● **About this exercise**
Answer with one figure only, the number of lines below in which "runner" occurs.

─── Records for processing ───

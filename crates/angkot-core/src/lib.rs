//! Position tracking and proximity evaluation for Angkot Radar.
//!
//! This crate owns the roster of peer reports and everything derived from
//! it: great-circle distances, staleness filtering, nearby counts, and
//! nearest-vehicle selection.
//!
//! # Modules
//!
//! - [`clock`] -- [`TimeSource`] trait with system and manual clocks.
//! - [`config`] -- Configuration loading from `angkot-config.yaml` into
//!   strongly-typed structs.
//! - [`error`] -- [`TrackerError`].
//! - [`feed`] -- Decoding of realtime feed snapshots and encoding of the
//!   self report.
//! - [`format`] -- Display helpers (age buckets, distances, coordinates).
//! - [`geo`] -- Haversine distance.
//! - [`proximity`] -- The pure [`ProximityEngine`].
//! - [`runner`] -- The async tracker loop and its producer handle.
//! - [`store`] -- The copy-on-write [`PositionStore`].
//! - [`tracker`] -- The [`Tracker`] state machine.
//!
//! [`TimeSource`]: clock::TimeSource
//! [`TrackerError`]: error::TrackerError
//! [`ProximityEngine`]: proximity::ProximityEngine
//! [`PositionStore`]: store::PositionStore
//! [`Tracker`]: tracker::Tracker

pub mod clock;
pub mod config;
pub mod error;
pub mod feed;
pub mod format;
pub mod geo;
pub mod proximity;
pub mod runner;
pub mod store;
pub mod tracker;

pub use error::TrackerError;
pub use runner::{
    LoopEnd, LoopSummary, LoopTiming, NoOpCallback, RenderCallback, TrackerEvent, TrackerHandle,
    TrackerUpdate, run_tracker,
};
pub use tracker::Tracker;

───

● **Written reply**
3